Dataset entries Block Start

//! Asynchronous push path.
//!
//! Accepted messages are buffered locally and pushed by a dispatch loop that
//! runs up to `concurrency` pushes at once. Each push is retried with
//! exponential backoff; a message that exhausts its attempts is logged,
//! counted, and handed to the fallback handler when one is configured.

use super::{Intake, PipelineConfig, PipelineStats, PipelineStatsSnapshot};
use crate::envelope::{encode_message, Envelope};
use crate::error::QueueError;
use crate::handler::MessageHandler;
use crate::message::Message;
use crate::remote::RemoteQueue;
use futures::FutureExt;
use std::any::Any;
use std::panic::AssertUnwindSafe;
use std::sync::Arc;
use std::time::Duration;
use tokio::sync::{mpsc, Semaphore};
use tokio::task::JoinSet;
use tracing::{debug, error, warn};

#[cfg(test)]
#[path = "add_tests.rs"]
mod tests;

/// Internal handler name recorded on envelopes entering the add pipeline
pub fn add_handler_name(queue: &str) -> String {
    format!("{}:add-message", queue)
}

struct AddWorker {
    remote: Arc<dyn RemoteQueue>,
    config: PipelineConfig,
    stats: Arc<PipelineStats>,
    fallback: Option<Arc<dyn MessageHandler>>,
}

/// Buffered push pipeline
pub struct AddPipeline {
    handler_name: String,
    intake: Intake<Envelope>,
    stats: Arc<PipelineStats>,
}

impl AddPipeline {
    /// Start the pipeline for `remote`. Must be called inside a Tokio runtime.
    pub fn start(
        remote: Arc<dyn RemoteQueue>,
        config: PipelineConfig,
        fallback: Option<Arc<dyn MessageHandler>>,
    ) -> Self {
        let handler_name = add_handler_name(remote.name());
        let stats = Arc::new(PipelineStats::default());
        let buffer_size = config.buffer_size;

        let worker = Arc::new(AddWorker {
            remote,
            config,
            stats: Arc::clone(&stats),
            fallback,
        });

        let intake = Intake::spawn(handler_name.clone(), buffer_size, Arc::clone(&stats), |rx| {
            worker.run(rx)
        });

        Self {
            handler_name,
            intake,
            stats,
        }
    }

    /// Accept a message for pushing; returns once it is buffered locally
    pub async fn submit(&self, message: Message) -> Result<(), QueueError> {
        self.intake
            .submit(Envelope::wrap(message, self.handler_name.as_str()))
            .await
    }

    pub fn handler_name(&self) -> &str {
        &self.handler_name
    }

    pub fn stats(&self) -> PipelineStatsSnapshot {
        self.stats.snapshot()
    }

    pub fn is_closed(&self) -> bool {
        self.intake.is_closed()
    }

    /// Stop intake and wait for buffered and in-flight pushes to finish
    pub async fn close_timeout(&self, timeout: Duration) -> Result<(), QueueError> {
        self.intake.close_timeout(timeout).await
    }
}

impl AddWorker {
    async fn run(self: Arc<Self>, mut rx: mpsc::Receiver<Envelope>) -> Result<(), QueueError> {
        let limit = Arc::new(Semaphore::new(self.config.concurrency.max(1)));
        let mut jobs = JoinSet::new();

        while let Some(envelope) = rx.recv().await {
            self.stats.record_dequeued();

            let permit = Arc::clone(&limit)
                .acquire_owned()
                .await
                .map_err(|e| QueueError::Worker {
                    pipeline: envelope.handler().to_string(),
                    message: e.to_string(),
                })?;

            while let Some(finished) = jobs.try_join_next() {
                if let Err(join_error) = finished {
                    error!(error = %join_error, "Push job panicked");
                }
            }

            let worker = Arc::clone(&self);
            jobs.spawn(async move {
                let _permit = permit;
                worker.deliver_guarded(envelope).await;
            });
        }

        while let Some(finished) = jobs.join_next().await {
            if let Err(join_error) = finished {
                error!(error = %join_error, "Push job panicked");
            }
        }

        Ok(())
    }

    /// Deliver, treating a panic inside the push as a permanent failure
    async fn deliver_guarded(&self, envelope: Envelope) {
        let handler = envelope.handler().to_string();
        let message = envelope.message().clone();

        if let Err(panic) = AssertUnwindSafe(self.deliver(envelope)).catch_unwind().await {
            error!(
                pipeline = %handler,
                task = %message.task_name,
                panic = %panic_reason(&*panic),
                "Push job panicked"
            );
            self.stats.record_fail();
            self.fall_back(&handler, &message).await;
        }
    }

    async fn deliver(&self, envelope: Envelope) {
        let handler = envelope.handler().to_string();
        let mut message = envelope.into_message();

        let body = match encode_message(&message) {
            Ok(body) => body,
            Err(e) => {
                error!(
                    pipeline = %handler,
                    task = %message.task_name,
                    error = %e,
                    "Failed to encode message for push"
                );
                self.stats.record_fail();
                self.fall_back(&handler, &message).await;
                return;
            }
        };

        let attempts = self.config.retry_limit.max(1);
        let backoff = self.config.backoff();
        let mut attempt = 1;

        loop {
            match self.remote.push(body.clone(), message.delay_seconds()).await {
                Ok(id) => {
                    debug!(
                        pipeline = %handler,
                        task = %message.task_name,
                        message_id = %id,
                        "Message pushed"
                    );
                    message.id = Some(id);
                    self.stats.record_processed(1);
                    return;
                }
                Err(e) if attempt < attempts => {
                    warn!(
                        pipeline = %handler,
                        task = %message.task_name,
                        attempt = attempt,
                        error = %e,
                        "Push failed, retrying"
                    );
                    self.stats.record_retry();
                    tokio::time::sleep(backoff.delay(attempt)).await;
                    attempt += 1;
                }
                Err(e) => {
                    error!(
                        pipeline = %handler,
                        task = %message.task_name,
                        attempts = attempt,
                        error = %e,
                        "Push failed permanently"
                    );
                    self.stats.record_fail();
                    self.fall_back(&handler, &message).await;
                    return;
                }
            }
        }
    }

    async fn fall_back(&self, handler: &str, message: &Message) {
        let Some(fallback) = self.fallback.as_ref() else {
            return;
        };

        match fallback.handle(message).await {
            Ok(()) => debug!(pipeline = %handler, task = %message.task_name, "Fallback handled message"),
            Err(e) => error!(
                pipeline = %handler,
                task = %message.task_name,
                error = %e,
                "Fallback handler failed"
            ),
        }
    }
}

fn panic_reason(panic: &(dyn Any + Send)) -> &str {
    panic
        .downcast_ref::<&str>()
        .copied()
        .or_else(|| panic.downcast_ref::<String>().map(String::as_str))
        .unwrap_or("unknown panic")
}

Dataset entries Block End

Among the records, find all lines that include the string "jobs" and return them.

- Reply to the task
        let mut jobs = JoinSet::new();
            while let Some(finished) = jobs.try_join_next() {
            jobs.spawn(async move {
        while let Some(finished) = jobs.join_next().await {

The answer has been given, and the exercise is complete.